_Problem_:
Copy every entry. Do not alter a single word.

** Opening Dataset block **

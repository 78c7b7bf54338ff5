//! Persisted registry of active tunnels.
//!
//! The registry is the only memory shared between invocations: each command
//! loads it once, and every mutation rewrites the whole store before it
//! returns (write-through).
//!
//! # Concurrency
//!
//! Within one process a reader/writer lock linearizes access: reads run
//! alongside other reads, mutations are exclusive and hold the lock across
//! the save. Across processes there is no lock. Two invocations mutating the
//! same file at once can lose one of the writes.
//!
//! # Example
//!
//! ```no_run
//! use tunnel_manager::registry::TunnelRegistry;
//!
//! # fn example() -> tunnel_manager::Result<()> {
//! let registry = TunnelRegistry::open("/tmp/tunnels.json")?;
//! for record in registry.list() {
//!     println!("{} -> {}", record.id, record.pod_name);
//! }
//! # Ok(())
//! # }
//! ```

mod store;

pub use store::{JsonFileStore, MemoryStore, RecordMap, RegistryStore};

use crate::error::Result;
use crate::tunnel::TunnelRecord;
use parking_lot::RwLock;
use std::path::PathBuf;

pub struct TunnelRegistry {
    store: Box<dyn RegistryStore>,
    records: RwLock<RecordMap>,
}

impl std::fmt::Debug for TunnelRegistry {
    fn fmt(&self, f: &mut std::fmt::Formatter<'_>) -> std::fmt::Result {
        f.debug_struct("TunnelRegistry")
            .field("store", &self.store.location())
            .field("records", &self.records.read().len())
            .finish()
    }
}

impl TunnelRegistry {
    /// Build a registry over `store` and load its current contents.
    pub fn with_store(store: impl RegistryStore + 'static) -> Result<Self> {
        let registry = Self {
            store: Box::new(store),
            records: RwLock::new(RecordMap::new()),
        };
        registry.load()?;
        Ok(registry)
    }

    /// Open the JSON registry file at `path`. A missing file is an empty registry.
    pub fn open(path: impl Into<PathBuf>) -> Result<Self> {
        Self::with_store(JsonFileStore::new(path))
    }

    pub fn location(&self) -> String {
        self.store.location()
    }

    /// Replace the in-memory view with the persisted contents.
    pub fn load(&self) -> Result<()> {
        let mut records = self.records.write();
        *records = self.store.load()?;
        tracing::debug!(
            "loaded {} tunnel record(s) from {}",
            records.len(),
            self.store.location()
        );
        Ok(())
    }

    /// Persist the full current state.
    pub fn save(&self) -> Result<()> {
        let records = self.records.write();
        self.store.save(&records)
    }

    /// Apply `f` to a copy, persist it, then publish it. A failed save leaves
    /// the in-memory view unchanged.
    fn mutate<T>(&self, f: impl FnOnce(&mut RecordMap) -> T) -> Result<T> {
        let mut records = self.records.write();
        let mut next = records.clone();
        let out = f(&mut next);
        self.store.save(&next)?;
        *records = next;
        Ok(out)
    }

    /// Insert or overwrite by id.
    pub fn add(&self, record: TunnelRecord) -> Result<()> {
        self.mutate(|records| {
            records.insert(record.id.clone(), record);
        })
    }

    /// Remove by id, returning the removed record. Absent ids are a no-op
    /// (the store is still rewritten).
    pub fn remove(&self, id: &str) -> Result<Option<TunnelRecord>> {
        self.mutate(|records| records.remove(id))
    }

    pub fn clear(&self) -> Result<()> {
        self.mutate(|records| records.clear())
    }

    pub fn get(&self, id: &str) -> Option<TunnelRecord> {
        self.records.read().get(id).cloned()
    }

    pub fn get_by_service_env(&self, service: &str, environment: &str) -> Option<TunnelRecord> {
        self.records
            .read()
            .values()
            .find(|r| r.matches(service, environment))
            .cloned()
    }

    /// All records, ordered by id.
    pub fn list(&self) -> Vec<TunnelRecord> {
        self.records.read().values().cloned().collect()
    }

    pub fn len(&self) -> usize {
        self.records.read().len()
    }

    pub fn is_empty(&self) -> bool {
        self.records.read().is_empty()
    }
}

** Closing Dataset block **

_Exercise result_:
repository 78c7b7bf54338ff5
//! Persisted registry of active tunnels.
//!
//! The registry is the only memory shared between invocations: each command
//! loads it once, and every mutation rewrites the whole store before it
//! returns (write-through).
//!
//! # Concurrency
//!
//! Within one process a reader/writer lock linearizes access: reads run
//! alongside other reads, mutations are exclusive and hold the lock across
//! the save. Across processes there is no lock. Two invocations mutating the
//! same file at once can lose one of the writes.
//!
//! # Example
//!
//! ```no_run
//! use tunnel_manager::registry::TunnelRegistry;
//!
//! # fn example() -> tunnel_manager::Result<()> {
//! let registry = TunnelRegistry::open("/tmp/tunnels.json")?;
//! for record in registry.list() {
//!     println!("{} -> {}", record.id, record.pod_name);
//! }
//! # Ok(())
//! # }
//! ```

mod store;

pub use store::{JsonFileStore, MemoryStore, RecordMap, RegistryStore};

use crate::error::Result;
use crate::tunnel::TunnelRecord;
use parking_lot::RwLock;
use std::path::PathBuf;

pub struct TunnelRegistry {
    store: Box<dyn RegistryStore>,
    records: RwLock<RecordMap>,
}

impl std::fmt::Debug for TunnelRegistry {
    fn fmt(&self, f: &mut std::fmt::Formatter<'_>) -> std::fmt::Result {
        f.debug_struct("TunnelRegistry")
            .field("store", &self.store.location())
            .field("records", &self.records.read().len())
            .finish()
    }
}

impl TunnelRegistry {
    /// Build a registry over `store` and load its current contents.
    pub fn with_store(store: impl RegistryStore + 'static) -> Result<Self> {
        let registry = Self {
            store: Box::new(store),
            records: RwLock::new(RecordMap::new()),
        };
        registry.load()?;
        Ok(registry)
    }

    /// Open the JSON registry file at `path`. A missing file is an empty registry.
    pub fn open(path: impl Into<PathBuf>) -> Result<Self> {
        Self::with_store(JsonFileStore::new(path))
    }

    pub fn location(&self) -> String {
        self.store.location()
    }

    /// Replace the in-memory view with the persisted contents.
    pub fn load(&self) -> Result<()> {
        let mut records = self.records.write();
        *records = self.store.load()?;
        tracing::debug!(
            "loaded {} tunnel record(s) from {}",
            records.len(),
            self.store.location()
        );
        Ok(())
    }

    /// Persist the full current state.
    pub fn save(&self) -> Result<()> {
        let records = self.records.write();
        self.store.save(&records)
    }

    /// Apply `f` to a copy, persist it, then publish it. A failed save leaves
    /// the in-memory view unchanged.
    fn mutate<T>(&self, f: impl FnOnce(&mut RecordMap) -> T) -> Result<T> {
        let mut records = self.records.write();
        let mut next = records.clone();
        let out = f(&mut next);
        self.store.save(&next)?;
        *records = next;
        Ok(out)
    }

    /// Insert or overwrite by id.
    pub fn add(&self, record: TunnelRecord) -> Result<()> {
        self.mutate(|records| {
            records.insert(record.id.clone(), record);
        })
    }

    /// Remove by id, returning the removed record. Absent ids are a no-op
    /// (the store is still rewritten).
    pub fn remove(&self, id: &str) -> Result<Option<TunnelRecord>> {
        self.mutate(|records| records.remove(id))
    }

    pub fn clear(&self) -> Result<()> {
        self.mutate(|records| records.clear())
    }

    pub fn get(&self, id: &str) -> Option<TunnelRecord> {
        self.records.read().get(id).cloned()
    }

    pub fn get_by_service_env(&self, service: &str, environment: &str) -> Option<TunnelRecord> {
        self.records
            .read()
            .values()
            .find(|r| r.matches(service, environment))
            .cloned()
    }

    /// All records, ordered by id.
    pub fn list(&self) -> Vec<TunnelRecord> {
        self.records.read().values().cloned().collect()
    }

    pub fn len(&self) -> usize {
        self.records.read().len()
    }

    pub fn is_empty(&self) -> bool {
        self.records.read().is_empty()
    }
}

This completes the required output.